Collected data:

»»

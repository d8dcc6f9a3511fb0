pub mod background;
pub mod pipeline;
pub mod raster;
pub mod scene;
pub mod settings;
pub mod surface;
pub mod svg;
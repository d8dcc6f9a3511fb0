use crate::{
    assets::fonts::FontSet,
    compile::ingredients::{IngredientList, compile},
    foundation::{core::RenderMode, error::BagelResult},
    layout::engine::{LayoutParams, compute_layout},
    order::model::Order,
    render::{
        background::{Background, draw_background},
        raster::rasterize_svg_onto,
        scene::plan_text,
        surface::Surface,
        svg::scene_svg,
    },
};

/// Fully redraw `surface` for an already compiled and laid out order.
///
/// Pipeline:
/// 1. clear, then [`draw_background`]
/// 2. [`plan_text`] (name line, then entries down to `layout.max_y_px`)
/// 3. [`scene_svg`] + [`rasterize_svg_onto`]
///
/// Background failures are recovered inside step 1; only text rasterization can fail.
#[tracing::instrument(skip_all, fields(mode = ?mode, entries = list.len()))]
pub fn render(
    surface: &mut Surface,
    background: &Background,
    order: &Order,
    list: &IngredientList,
    layout: &LayoutParams,
    mode: RenderMode,
    fonts: &FontSet,
) -> BagelResult<()> {
    surface.clear();
    draw_background(surface, background);

    let lines = plan_text(order, list, layout, surface.canvas(), mode);
    if lines.is_empty() {
        return Ok(());
    }
    let svg = scene_svg(surface.canvas(), &lines);
    rasterize_svg_onto(surface, &svg, fonts)
}

/// Compile, lay out and render `order` in one call. Returns the layout used.
pub fn render_order(
    surface: &mut Surface,
    background: &Background,
    order: &Order,
    mode: RenderMode,
    fonts: &FontSet,
) -> BagelResult<LayoutParams> {
    let list = compile(order);
    let layout = compute_layout(&list, surface.canvas(), mode, order.has_name());
    render(surface, background, order, &list, &layout, mode, fonts)?;
    Ok(layout)
}

#[cfg(test)]
#[path = "../../tests/unit/render/pipeline.rs"]
mod tests;
use crate::{
    compile::ingredients::IngredientList,
    foundation::core::{Canvas, RenderMode, Rgb8},
    layout::engine::LayoutParams,
    order::{model::Order, options::TextStyle},
};

/// Connective drawn after the final line of every joined entry.
pub const JOIN_SUFFIX: &str = " &";

pub const NAME_Y_PREVIEW: f64 = 0.28;
pub const NAME_Y_EXPORT: f64 = 0.25;
/// Name font size as a fraction of canvas width.
pub const NAME_SIZE_EXPORT: f64 = 0.04;
pub const NAME_SIZE_PREVIEW: f64 = 0.035;
pub const NAME_MIN_PREVIEW: f64 = 18.0;
pub const NAME_MAX_PREVIEW: f64 = 22.0;

pub const OUTLINE: Outline = Outline {
    color: Rgb8::from_u32(0xD3D3D3),
    width_px: 1.0,
};

#[derive(Clone, Copy, Debug, PartialEq)]
pub struct Outline {
    pub color: Rgb8,
    pub width_px: f64,
}

/// One centered line of text, positioned by its vertical center.
#[derive(Clone, Debug, PartialEq)]
pub struct TextLine {
    pub text: String,
    pub center_x: f64,
    pub center_y: f64,
    pub font_size_px: f64,
    pub fill: Rgb8,
    /// Stroke painted beneath the fill.
    pub outline: Option<Outline>,
}

fn name_line(order: &Order, canvas: Canvas, mode: RenderMode) -> Option<TextLine> {
    let name = order.customer_name()?;
    let width = f64::from(canvas.width);
    let height = f64::from(canvas.height);
    let (size, y) = match mode {
        RenderMode::Export => (width * NAME_SIZE_EXPORT, height * NAME_Y_EXPORT),
        RenderMode::Preview => (
            (width * NAME_SIZE_PREVIEW).clamp(NAME_MIN_PREVIEW, NAME_MAX_PREVIEW),
            height * NAME_Y_PREVIEW,
        ),
    };
    let name: String = name
        .chars()
        .map(|c| if c.is_control() { ' ' } else { c })
        .collect();
    Some(TextLine {
        text: format!("{name}'s Bagel Order"),
        center_x: width / 2.0,
        center_y: y,
        font_size_px: size,
        fill: order.name_color.rgb(),
        outline: None,
    })
}

/// Position every line the renderer will paint.
///
/// Walks the entries from `layout.start_y_px`, one `line_height_px` per line. An entry whose
/// first line starts below `layout.max_y_px` is dropped along with everything after it; lines
/// of a multi-line entry that fall below the bound are dropped individually.
pub fn plan_text(
    order: &Order,
    list: &IngredientList,
    layout: &LayoutParams,
    canvas: Canvas,
    mode: RenderMode,
) -> Vec<TextLine> {
    let center_x = f64::from(canvas.width) / 2.0;
    let mut lines = Vec::<TextLine>::with_capacity(list.total_lines() + 1);
    lines.extend(name_line(order, canvas, mode));

    let mut cursor_y = layout.start_y_px;
    for entry in list {
        if cursor_y > layout.max_y_px {
            break;
        }

        let fill = match order.text_style {
            TextStyle::Black => Rgb8::BLACK,
            TextStyle::Colored => entry.color,
        };
        let outline = entry.outlined().then_some(OUTLINE);
        let count = entry.line_count();

        for (i, line) in entry.lines().enumerate() {
            let y = cursor_y + (i as f64) * layout.line_height_px;
            if y > layout.max_y_px {
                continue;
            }
            let text = if entry.join_next && i + 1 == count {
                format!("{line}{JOIN_SUFFIX}")
            } else {
                line.to_string()
            };
            lines.push(TextLine {
                text,
                center_x,
                center_y: y,
                font_size_px: layout.font_size_px,
                fill,
                outline,
            });
        }

        cursor_y += (count as f64) * layout.line_height_px;
    }

    lines
}

#[cfg(test)]
#[path = "../../tests/unit/render/scene.rs"]
mod tests;
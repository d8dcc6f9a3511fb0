use std::{
    fs::File,
    io::BufReader,
    path::{Path, PathBuf},
    time::{SystemTime, UNIX_EPOCH},
};

use anyhow::Context as _;
use clap::{Args, Parser, Subcommand, ValueEnum};

const LOG_ENV: &str = "BAGEL_TEE_LOG";

#[derive(Parser, Debug)]
#[command(name = "bagel-tee", version)]
struct Cli {
    /// Extra directory of .ttf/.otf/.ttc fonts (overrides BAGEL_TEE_FONT_DIR).
    #[arg(long, global = true)]
    font_dir: Option<PathBuf>,

    #[command(subcommand)]
    cmd: Command,
}

#[derive(Subcommand, Debug)]
enum Command {
    /// Print the one-line variant title.
    Summary(OrderArgs),
    /// Print the compiled ingredient list as JSON.
    Compile(OrderArgs),
    /// Print computed layout parameters as JSON.
    Layout(LayoutArgs),
    /// Render the live preview to a PNG.
    Preview(PreviewArgs),
    /// Render the 3600x4800 print PNG.
    Export(ExportArgs),
    /// Export and print the cart line-item JSON.
    Cart(CartArgs),
}

#[derive(Args, Debug)]
struct OrderArgs {
    /// Order JSON. The default order is used when omitted.
    #[arg(long)]
    order: Option<PathBuf>,
}

#[derive(Args, Debug)]
struct BackgroundArgs {
    /// Mockup image drawn behind the text (contain fit).
    #[arg(long, conflicts_with = "solid")]
    background: Option<PathBuf>,

    /// Flat background color, e.g. #FFFFFF.
    #[arg(long)]
    solid: Option<String>,
}

#[derive(Args, Debug)]
struct LayoutArgs {
    #[command(flatten)]
    order: OrderArgs,

    #[arg(long, value_enum, default_value_t = ModeChoice::Preview)]
    mode: ModeChoice,

    /// Canvas width; defaults to 550 (preview) or 3600 (export).
    #[arg(long)]
    width: Option<u32>,

    /// Canvas height; defaults to 733 (preview) or 4800 (export).
    #[arg(long)]
    height: Option<u32>,
}

#[derive(Args, Debug)]
struct PreviewArgs {
    #[command(flatten)]
    order: OrderArgs,

    #[command(flatten)]
    background: BackgroundArgs,

    #[arg(long, default_value_t = PREVIEW_WIDTH)]
    width: u32,

    #[arg(long, default_value_t = PREVIEW_HEIGHT)]
    height: u32,

    /// Output PNG path.
    #[arg(long)]
    out: PathBuf,
}

#[derive(Args, Debug)]
struct ExportArgs {
    #[command(flatten)]
    order: OrderArgs,

    #[command(flatten)]
    background: BackgroundArgs,

    /// Output PNG path; defaults to bagel-order-<name>-<millis>.png in the current directory.
    #[arg(long)]
    out: Option<PathBuf>,
}

#[derive(Args, Debug)]
struct CartArgs {
    #[command(flatten)]
    order: OrderArgs,

    /// Write the payload here instead of stdout.
    #[arg(long)]
    out: Option<PathBuf>,
}

#[derive(Clone, Copy, Debug, ValueEnum)]
enum ModeChoice {
    Preview,
    Export,
}

const PREVIEW_WIDTH: u32 = 550;
const PREVIEW_HEIGHT: u32 = 733;

fn main() -> anyhow::Result<()> {
    init_tracing();

    let cli = Cli::parse();
    let font_dir = cli.font_dir;
    match cli.cmd {
        Command::Summary(args) => cmd_summary(args),
        Command::Compile(args) => cmd_compile(args),
        Command::Layout(args) => cmd_layout(args),
        Command::Preview(args) => cmd_preview(args, font_dir),
        Command::Export(args) => cmd_export(args, font_dir),
        Command::Cart(args) => cmd_cart(args, font_dir),
    }
}

fn init_tracing() {
    let filter = tracing_subscriber::EnvFilter::try_from_env(LOG_ENV)
        .unwrap_or_else(|_| tracing_subscriber::EnvFilter::new("warn"));
    tracing_subscriber::fmt()
        .with_env_filter(filter)
        .with_writer(std::io::stderr)
        .init();
}

fn read_order(args: &OrderArgs) -> anyhow::Result<bagel_tee::Order> {
    let Some(path) = &args.order else {
        return Ok(bagel_tee::Order::default());
    };
    let f = File::open(path).with_context(|| format!("open order '{}'", path.display()))?;
    serde_json::from_reader(BufReader::new(f))
        .with_context(|| format!("parse order JSON '{}'", path.display()))
}

fn settings(
    background: &BackgroundArgs,
    font_dir: Option<PathBuf>,
) -> anyhow::Result<bagel_tee::RenderSettings> {
    let background = match (&background.background, &background.solid) {
        (Some(path), _) => {
            bagel_tee::Background::Image(bagel_tee::ImageSource::Path(path.clone()))
        }
        (None, Some(hex)) => bagel_tee::Background::Solid(bagel_tee::Rgb8::from_hex(hex)?),
        (None, None) => bagel_tee::Background::Transparent,
    };
    Ok(bagel_tee::RenderSettings {
        background,
        font_dir,
    })
}

fn ensure_parent(path: &Path) -> anyhow::Result<()> {
    if let Some(parent) = path.parent().filter(|p| !p.as_os_str().is_empty()) {
        std::fs::create_dir_all(parent)
            .with_context(|| format!("create output dir '{}'", parent.display()))?;
    }
    Ok(())
}

fn now_ms() -> u128 {
    SystemTime::now()
        .duration_since(UNIX_EPOCH)
        .map(|d| d.as_millis())
        .unwrap_or_default()
}

fn cmd_summary(args: OrderArgs) -> anyhow::Result<()> {
    let order = read_order(&args)?;
    println!("{}", bagel_tee::summary(&order));
    Ok(())
}

fn cmd_compile(args: OrderArgs) -> anyhow::Result<()> {
    let order = read_order(&args)?;
    let list = bagel_tee::compile(&order);
    println!("{}", serde_json::to_string_pretty(&list)?);
    Ok(())
}

fn cmd_layout(args: LayoutArgs) -> anyhow::Result<()> {
    let order = read_order(&args.order)?;
    let (mode, default_w, default_h) = match args.mode {
        ModeChoice::Preview => (bagel_tee::RenderMode::Preview, PREVIEW_WIDTH, PREVIEW_HEIGHT),
        ModeChoice::Export => (
            bagel_tee::RenderMode::Export,
            bagel_tee::EXPORT_WIDTH,
            bagel_tee::EXPORT_HEIGHT,
        ),
    };
    let canvas = bagel_tee::Canvas::new(
        args.width.unwrap_or(default_w),
        args.height.unwrap_or(default_h),
    )?;

    let list = bagel_tee::compile(&order);
    let layout = bagel_tee::compute_layout(&list, canvas, mode, order.has_name());
    println!("{}", serde_json::to_string_pretty(&layout)?);
    Ok(())
}

fn cmd_preview(args: PreviewArgs, font_dir: Option<PathBuf>) -> anyhow::Result<()> {
    let order = read_order(&args.order)?;
    let canvas = bagel_tee::Canvas::new(args.width, args.height)?;
    let mut preview = bagel_tee::LivePreview::new(canvas, settings(&args.background, font_dir)?)?;
    preview.on_order_changed(&order)?;

    let bytes = bagel_tee::encode_png(preview.surface())?;
    ensure_parent(&args.out)?;
    std::fs::write(&args.out, bytes)
        .with_context(|| format!("write png '{}'", args.out.display()))?;

    eprintln!("wrote {}", args.out.display());
    Ok(())
}

fn cmd_export(args: ExportArgs, font_dir: Option<PathBuf>) -> anyhow::Result<()> {
    let order = read_order(&args.order)?;
    let image = bagel_tee::export_png(&order, &settings(&args.background, font_dir)?)?;

    let out = args
        .out
        .unwrap_or_else(|| PathBuf::from(bagel_tee::export_file_name(&order, now_ms())));
    ensure_parent(&out)?;
    std::fs::write(&out, &image.bytes).with_context(|| format!("write png '{}'", out.display()))?;

    eprintln!("wrote {} ({}x{})", out.display(), image.width, image.height);
    Ok(())
}

fn cmd_cart(args: CartArgs, font_dir: Option<PathBuf>) -> anyhow::Result<()> {
    let order = read_order(&args.order)?;
    let exporter = bagel_tee::Exporter::new(bagel_tee::RenderSettings {
        background: bagel_tee::Background::Transparent,
        font_dir,
    });
    let timestamp_ms = u64::try_from(now_ms()).context("timestamp out of range")?;
    let item = bagel_tee::CartLineItem::build(&order, Some(&exporter), timestamp_ms)?;
    let json = item.to_json()?;

    match args.out {
        Some(out) => {
            ensure_parent(&out)?;
            std::fs::write(&out, json).with_context(|| format!("write '{}'", out.display()))?;
            eprintln!("wrote {}", out.display());
        }
        None => println!("{json}"),
    }
    Ok(())
}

««

# Exercise:
Please, from the entries above, set down exactly the lines from the one containing "surface.clear();" through the one containing "the layout used.", and only those.

# Exercise solution:
    surface.clear();
    draw_background(surface, background);

    let lines = plan_text(order, list, layout, surface.canvas(), mode);
    if lines.is_empty() {
        return Ok(());
    }
    let svg = scene_svg(surface.canvas(), &lines);
    rasterize_svg_onto(surface, &svg, fonts)
}

/// Compile, lay out and render `order` in one call. Returns the layout used.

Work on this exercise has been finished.